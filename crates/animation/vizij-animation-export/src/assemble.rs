//! Sampler assembly: flatten keyframes into input/output accessors.
//!
//! Output layout per keyframe is `[in_tangent?, value, out_tangent?]`, the glTF
//! convention for cubic spline samplers. The output accessor type follows the
//! value arity, so a cubic sampler reports three elements per keyframe.

use serde::Serialize;
use tracing::debug;

use crate::curve::CurveInterpolation;
use crate::data::ChannelGroup;
use crate::encode::{BufferEncoder, ComponentType, DataType};
use crate::error::{ExportError, Result};
use crate::ids::GroupId;
use crate::keyframe::{Keyframe, Sampler, SamplerInterpolation};

/// Accessor metadata for one encoded array.
#[derive(Clone, Debug, PartialEq, Serialize)]
#[serde(rename_all = "camelCase")]
pub struct Accessor<H> {
    pub buffer_view: H,
    pub component_type: ComponentType,
    pub count: usize,
    #[serde(rename = "type")]
    pub data_type: DataType,
    #[serde(skip_serializing_if = "Option::is_none")]
    pub min: Option<Vec<f32>>,
    #[serde(skip_serializing_if = "Option::is_none")]
    pub max: Option<Vec<f32>>,
}

/// Exported sampler: time accessor, value accessor and interpolation tag.
#[derive(Clone, Debug, PartialEq, Serialize)]
pub struct AnimationSampler<H> {
    pub input: Accessor<H>,
    pub output: Accessor<H>,
    pub interpolation: SamplerInterpolation,
}

/// Output interpolation for a group.
///
/// Baked groups are always STEP. Unsupported modes only reach here through the
/// bake path; should one arrive unbaked it also falls back to STEP.
pub fn resolve_interpolation(group: &ChannelGroup, baked: bool) -> SamplerInterpolation {
    if baked {
        return SamplerInterpolation::Step;
    }
    match group.representative_interpolation() {
        Some(CurveInterpolation::Bezier) => SamplerInterpolation::CubicSpline,
        Some(CurveInterpolation::Linear) => SamplerInterpolation::Linear,
        Some(CurveInterpolation::Constant) | Some(CurveInterpolation::Other) | None => {
            SamplerInterpolation::Step
        }
    }
}

/// Validate, flatten and encode keyframes for `group`.
pub fn assemble_sampler<E>(
    group: GroupId,
    keyframes: &[Keyframe],
    interpolation: SamplerInterpolation,
    encoder: &mut E,
) -> Result<AnimationSampler<E::Handle>>
where
    E: BufferEncoder + ?Sized,
{
    let sampler = Sampler::new(group, keyframes.to_vec(), interpolation)?;

    let times = sampler.times();
    let (min, max) = times
        .iter()
        .fold((f32::INFINITY, f32::NEG_INFINITY), |(lo, hi), &t| {
            (lo.min(t), hi.max(t))
        });
    let input = Accessor {
        buffer_view: encoder.encode(&times, ComponentType::Float),
        component_type: ComponentType::Float,
        count: times.len(),
        data_type: DataType::Scalar,
        min: Some(vec![min]),
        max: Some(vec![max]),
    };

    let arity = sampler.value_arity();
    let data_type = DataType::from_arity(arity).ok_or_else(|| {
        ExportError::invalid_group(group, format!("no accessor type holds {arity} components"))
    })?;
    let values = sampler.values();
    let output = Accessor {
        buffer_view: encoder.encode(&values, ComponentType::Float),
        component_type: ComponentType::Float,
        count: values.len() / data_type.num_components(),
        data_type,
        min: None,
        max: None,
    };

    debug!(
        "assemble: {group} {} sampler with {} keyframes, {} output elements",
        interpolation.as_str(),
        input.count,
        output.count
    );

    Ok(AnimationSampler {
        input,
        output,
        interpolation,
    })
}

/// Export an assembled sampler as glTF-shaped JSON.
pub fn export_sampler_json<H: Serialize>(sampler: &AnimationSampler<H>) -> serde_json::Value {
    serde_json::to_value(sampler).unwrap_or(serde_json::Value::Null)
}
//! Scalar animation curves as the authoring tool exposes them.
//!
//! Model:
//! - A curve is an ordered list of control points in source time units.
//! - Each control point carries Bezier handles (time, value) on both sides and the
//!   interpolation mode of the segment that starts at it.
//! - [`AnimationCurve`] is the narrow interface the exporter needs; any curve source
//!   that can report its domain, evaluate itself and list its control points can be
//!   exported. [`KeyframeCurve`] is the reference implementation.

use std::fmt;

use serde::{Deserialize, Serialize};

/// Per-control-point interpolation mode of the authoring tool.
#[derive(Copy, Clone, Debug, PartialEq, Eq, Hash, Serialize, Deserialize)]
#[serde(rename_all = "UPPERCASE")]
pub enum CurveInterpolation {
    Constant,
    Linear,
    Bezier,
    /// Easing presets and anything else a sampler cannot express natively.
    Other,
}

impl CurveInterpolation {
    /// Map an authoring tool mode name; unknown names become [`CurveInterpolation::Other`].
    pub fn from_name(name: &str) -> Self {
        match name {
            "CONSTANT" => Self::Constant,
            "LINEAR" => Self::Linear,
            "BEZIER" => Self::Bezier,
            _ => Self::Other,
        }
    }

    /// Whether a group using only this mode can be exported without baking.
    #[inline]
    pub fn is_native(self) -> bool {
        matches!(self, Self::Constant | Self::Linear | Self::Bezier)
    }
}

/// One side of a Bezier control handle.
#[derive(Copy, Clone, Debug, PartialEq, Serialize, Deserialize)]
pub struct Handle {
    pub time: f64,
    pub value: f32,
}

/// A single authored keyframe of a scalar curve.
#[derive(Copy, Clone, Debug, PartialEq, Serialize, Deserialize)]
pub struct ControlPoint {
    pub time: f64,
    pub value: f32,
    pub left_handle: Handle,
    pub right_handle: Handle,
    pub interpolation: CurveInterpolation,
}

impl ControlPoint {
    /// Control point with both handles collapsed onto the point itself.
    pub fn new(time: f64, value: f32, interpolation: CurveInterpolation) -> Self {
        let flat = Handle { time, value };
        Self {
            time,
            value,
            left_handle: flat,
            right_handle: flat,
            interpolation,
        }
    }

    pub fn with_handles(mut self, left: Handle, right: Handle) -> Self {
        self.left_handle = left;
        self.right_handle = right;
        self
    }
}

/// Evaluable scalar curve over a finite domain.
pub trait AnimationCurve: fmt::Debug {
    /// `(start, end)` in source time units.
    fn domain(&self) -> (f64, f64);
    fn evaluate(&self, time: f64) -> f32;
    /// Control points ordered by time.
    fn control_points(&self) -> &[ControlPoint];
}

/// Curve backed by its control points.
///
/// Outside its domain the curve holds the first/last value.
#[derive(Clone, Debug, Default, PartialEq, Serialize, Deserialize)]
pub struct KeyframeCurve {
    points: Vec<ControlPoint>,
}

impl KeyframeCurve {
    pub fn new(points: Vec<ControlPoint>) -> Self {
        Self { points }
    }

    /// Convenience constructor for curves where every point shares one mode.
    pub fn from_pairs(pairs: &[(f64, f32)], interpolation: CurveInterpolation) -> Self {
        Self::new(
            pairs
                .iter()
                .map(|&(t, v)| ControlPoint::new(t, v, interpolation))
                .collect(),
        )
    }
}

impl AnimationCurve for KeyframeCurve {
    fn domain(&self) -> (f64, f64) {
        match (self.points.first(), self.points.last()) {
            (Some(first), Some(last)) => (first.time, last.time),
            _ => (0.0, 0.0),
        }
    }

    fn evaluate(&self, time: f64) -> f32 {
        let points = &self.points;
        let n = points.len();
        match n {
            0 => 0.0,
            1 => points[0].value,
            _ => {
                if time <= points[0].time {
                    return points[0].value;
                }
                if time >= points[n - 1].time {
                    return points[n - 1].value;
                }
                // First point strictly after `time`; the segment starts one before it.
                let right = points.partition_point(|p| p.time <= time);
                let left = &points[right - 1];
                let right = &points[right];
                evaluate_segment(left, right, time)
            }
        }
    }

    fn control_points(&self) -> &[ControlPoint] {
        &self.points
    }
}

fn evaluate_segment(left: &ControlPoint, right: &ControlPoint, time: f64) -> f32 {
    let span = right.time - left.time;
    if span <= 0.0 {
        return right.value;
    }
    let x = ((time - left.time) / span).clamp(0.0, 1.0);
    match left.interpolation {
        CurveInterpolation::Constant => left.value,
        CurveInterpolation::Linear | CurveInterpolation::Other => {
            lerp(left.value as f64, right.value as f64, x) as f32
        }
        CurveInterpolation::Bezier => {
            // Handle times are clamped into the segment so x(u) stays monotonic.
            let x1 = ((left.right_handle.time - left.time) / span).clamp(0.0, 1.0);
            let x2 = ((right.left_handle.time - left.time) / span).clamp(0.0, 1.0);
            let u = invert_bezier_x(x, x1, x2);
            cubic_bezier(
                left.value as f64,
                left.right_handle.value as f64,
                right.left_handle.value as f64,
                right.value as f64,
                u,
            ) as f32
        }
    }
}

#[inline]
fn lerp(a: f64, b: f64, t: f64) -> f64 {
    a + (b - a) * t
}

/// Cubic Bezier basis function
#[inline]
fn cubic_bezier(p0: f64, p1: f64, p2: f64, p3: f64, t: f64) -> f64 {
    let u = 1.0 - t;
    u * u * u * p0 + 3.0 * u * u * t * p1 + 3.0 * u * t * t * p2 + t * t * t * p3
}

/// Find the Bezier parameter whose time coordinate is `x` by bisection.
#[inline]
fn invert_bezier_x(x: f64, x1: f64, x2: f64) -> f64 {
    // Handles on the segment thirds make x(u) the identity.
    if (x1 - 1.0 / 3.0).abs() < 1e-12 && (x2 - 2.0 / 3.0).abs() < 1e-12 {
        return x;
    }
    let mut lo = 0.0f64;
    let mut hi = 1.0f64;
    let mut mid = x;
    for _ in 0..48 {
        let bx = cubic_bezier(0.0, x1, x2, 1.0, mid);
        if (bx - x).abs() < 1e-12 {
            break;
        }
        if bx < x {
            lo = mid;
        } else {
            hi = mid;
        }
        mid = 0.5 * (lo + hi);
    }
    mid
}
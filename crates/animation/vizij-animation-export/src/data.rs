//! Channel groups: the set of scalar curves jointly driving one property.

use crate::curve::{AnimationCurve, ControlPoint, CurveInterpolation};
use crate::error::{ExportError, Result};
use crate::ids::GroupId;
use crate::property::{TargetProperty, MAX_ARITY};

/// One scalar curve driving one component of the target vector.
#[derive(Debug)]
pub struct Channel {
    pub component_index: usize,
    curve: Box<dyn AnimationCurve>,
}

impl Channel {
    pub fn new(component_index: usize, curve: impl AnimationCurve + 'static) -> Self {
        Self::from_boxed(component_index, Box::new(curve))
    }

    pub fn from_boxed(component_index: usize, curve: Box<dyn AnimationCurve>) -> Self {
        Self {
            component_index,
            curve,
        }
    }

    #[inline]
    pub fn curve(&self) -> &dyn AnimationCurve {
        self.curve.as_ref()
    }

    #[inline]
    pub fn control_points(&self) -> &[ControlPoint] {
        self.curve.control_points()
    }
}

/// Channels sharing one target property path.
///
/// Component indices are unique and below the group arity. The channel list may be
/// empty here; extraction reports that as missing data.
#[derive(Debug)]
pub struct ChannelGroup {
    id: GroupId,
    data_path: String,
    property: TargetProperty,
    arity: usize,
    channels: Vec<Channel>,
}

impl ChannelGroup {
    pub fn new(id: GroupId, data_path: impl Into<String>, channels: Vec<Channel>) -> Result<Self> {
        let data_path = data_path.into();
        let property = TargetProperty::from_data_path(&data_path);
        let arity = property.resolve_arity(channels.iter().map(|c| c.component_index));
        if arity > MAX_ARITY {
            return Err(ExportError::invalid_group(
                id,
                format!(
                    "'{data_path}' needs {arity} components; at most {MAX_ARITY} are supported"
                ),
            ));
        }

        let mut seen = [false; MAX_ARITY];
        for channel in &channels {
            let idx = channel.component_index;
            if idx >= arity {
                return Err(ExportError::invalid_group(
                    id,
                    format!("component index {idx} out of range for '{data_path}' (arity {arity})"),
                ));
            }
            if seen[idx] {
                return Err(ExportError::invalid_group(
                    id,
                    format!("component index {idx} is driven twice in '{data_path}'"),
                ));
            }
            seen[idx] = true;
        }

        Ok(Self {
            id,
            data_path,
            property,
            arity,
            channels,
        })
    }

    #[inline]
    pub fn id(&self) -> GroupId {
        self.id
    }

    #[inline]
    pub fn data_path(&self) -> &str {
        &self.data_path
    }

    #[inline]
    pub fn property(&self) -> &TargetProperty {
        &self.property
    }

    #[inline]
    pub fn arity(&self) -> usize {
        self.arity
    }

    #[inline]
    pub fn channels(&self) -> &[Channel] {
        &self.channels
    }

    /// Mode of the first control point of the first channel.
    pub fn representative_interpolation(&self) -> Option<CurveInterpolation> {
        self.channels
            .first()
            .and_then(|c| c.control_points().first())
            .map(|p| p.interpolation)
    }

    /// Build a full-arity vector, zero-filled where no channel drives a component.
    pub fn scatter<F>(&self, mut component: F) -> Vec<f32>
    where
        F: FnMut(&Channel) -> f32,
    {
        let mut out = vec![0.0; self.arity];
        for channel in &self.channels {
            out[channel.component_index] = component(channel);
        }
        out
    }

    /// Fallible variant of [`ChannelGroup::scatter`].
    pub fn try_scatter<F>(&self, mut component: F) -> Result<Vec<f32>>
    where
        F: FnMut(&Channel) -> Result<f32>,
    {
        let mut out = vec![0.0; self.arity];
        for channel in &self.channels {
            out[channel.component_index] = component(channel)?;
        }
        Ok(out)
    }
}

#[cfg(test)]
mod tests {
    use super::*;
    use crate::curve::KeyframeCurve;

    fn channel(idx: usize, value: f32) -> Channel {
        Channel::new(
            idx,
            KeyframeCurve::from_pairs(&[(0.0, value)], CurveInterpolation::Linear),
        )
    }

    #[test]
    fn scatter_zero_fills_missing_components() {
        let group =
            ChannelGroup::new(GroupId(0), "location", vec![channel(2, 5.0), channel(0, 1.0)])
                .unwrap();
        assert_eq!(group.arity(), 3);
        let v = group.scatter(|c| c.control_points()[0].value);
        assert_eq!(v, vec![1.0, 0.0, 5.0]);
    }

    #[test]
    fn rejects_out_of_range_and_duplicate_indices() {
        let err = ChannelGroup::new(GroupId(4), "scale", vec![channel(3, 0.0)]).unwrap_err();
        assert!(matches!(err, ExportError::InvalidGroup { group: GroupId(4), .. }));

        let err = ChannelGroup::new(GroupId(5), "location", vec![channel(1, 0.0), channel(1, 2.0)])
            .unwrap_err();
        assert!(matches!(err, ExportError::InvalidGroup { group: GroupId(5), .. }));

        let err = ChannelGroup::new(GroupId(6), "custom", vec![channel(4, 0.0)]).unwrap_err();
        assert_eq!(err.group(), Some(GroupId(6)));
    }

    #[test]
    fn representative_mode_comes_from_first_point() {
        let group = ChannelGroup::new(GroupId(0), "value", vec![channel(0, 1.0)]).unwrap();
        assert_eq!(
            group.representative_interpolation(),
            Some(CurveInterpolation::Linear)
        );
        let empty = ChannelGroup::new(GroupId(1), "value", vec![]).unwrap();
        assert_eq!(empty.representative_interpolation(), None);
    }
}
//! Buffer encoder contract and accessor layout types.

use std::fmt;

use serde::{Deserialize, Serialize, Serializer};

/// Component type of an accessor.
#[derive(Copy, Clone, Debug, PartialEq, Eq, Hash, Deserialize)]
pub enum ComponentType {
    Float,
}

impl ComponentType {
    /// glTF component type code.
    #[inline]
    pub fn code(self) -> u32 {
        match self {
            Self::Float => 5126,
        }
    }
}

impl Serialize for ComponentType {
    fn serialize<S: Serializer>(&self, serializer: S) -> Result<S::Ok, S::Error> {
        serializer.serialize_u32(self.code())
    }
}

/// Element shape of an accessor.
#[derive(Copy, Clone, Debug, PartialEq, Eq, Hash, Serialize, Deserialize)]
pub enum DataType {
    #[serde(rename = "SCALAR")]
    Scalar,
    #[serde(rename = "VEC2")]
    Vec2,
    #[serde(rename = "VEC3")]
    Vec3,
    #[serde(rename = "VEC4")]
    Vec4,
}

impl DataType {
    pub fn from_arity(arity: usize) -> Option<Self> {
        match arity {
            1 => Some(Self::Scalar),
            2 => Some(Self::Vec2),
            3 => Some(Self::Vec3),
            4 => Some(Self::Vec4),
            _ => None,
        }
    }

    #[inline]
    pub fn num_components(self) -> usize {
        match self {
            Self::Scalar => 1,
            Self::Vec2 => 2,
            Self::Vec3 => 3,
            Self::Vec4 => 4,
        }
    }
}

/// Packs flat numeric arrays into binary storage owned by the caller.
///
/// The exporter never sees bytes; it receives an opaque handle per array.
pub trait BufferEncoder {
    type Handle: Clone + fmt::Debug;

    fn encode(&mut self, data: &[f32], component_type: ComponentType) -> Self::Handle;
}

/// Index of an encoded buffer view.
#[derive(Copy, Clone, Debug, PartialEq, Eq, Hash, Serialize, Deserialize)]
pub struct BufferViewHandle(pub u32);

/// Encoder that keeps every array in memory, in encode order.
#[derive(Debug, Default)]
pub struct InMemoryEncoder {
    views: Vec<(ComponentType, Vec<f32>)>,
}

impl InMemoryEncoder {
    pub fn new() -> Self {
        Self::default()
    }

    pub fn view(&self, handle: BufferViewHandle) -> Option<&[f32]> {
        self.views
            .get(handle.0 as usize)
            .map(|(_, data)| data.as_slice())
    }

    /// Number of arrays encoded so far.
    #[inline]
    pub fn len(&self) -> usize {
        self.views.len()
    }

    #[inline]
    pub fn is_empty(&self) -> bool {
        self.views.is_empty()
    }
}

impl BufferEncoder for InMemoryEncoder {
    type Handle = BufferViewHandle;

    fn encode(&mut self, data: &[f32], component_type: ComponentType) -> BufferViewHandle {
        let handle = BufferViewHandle(self.views.len() as u32);
        self.views.push((component_type, data.to_vec()));
        handle
    }
}

#[cfg(test)]
mod tests {
    use super::*;

    #[test]
    fn in_memory_handles_are_sequential() {
        let mut enc = InMemoryEncoder::new();
        let a = enc.encode(&[1.0, 2.0], ComponentType::Float);
        let b = enc.encode(&[3.0], ComponentType::Float);
        assert_eq!((a, b), (BufferViewHandle(0), BufferViewHandle(1)));
        assert_eq!(enc.view(b), Some(&[3.0][..]));
        assert_eq!(enc.view(BufferViewHandle(7)), None);
        assert_eq!(enc.len(), 2);
    }

    #[test]
    fn data_types_follow_arity() {
        assert_eq!(DataType::from_arity(2), Some(DataType::Vec2));
        assert_eq!(DataType::from_arity(5), None);
        assert_eq!(serde_json::to_value(DataType::Vec4).unwrap(), "VEC4");
        assert_eq!(serde_json::to_value(ComponentType::Float).unwrap(), 5126);
    }
}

## Task requirements
Count every line of the data above where "String" appears, and give the total only.

## Result for this exercise
2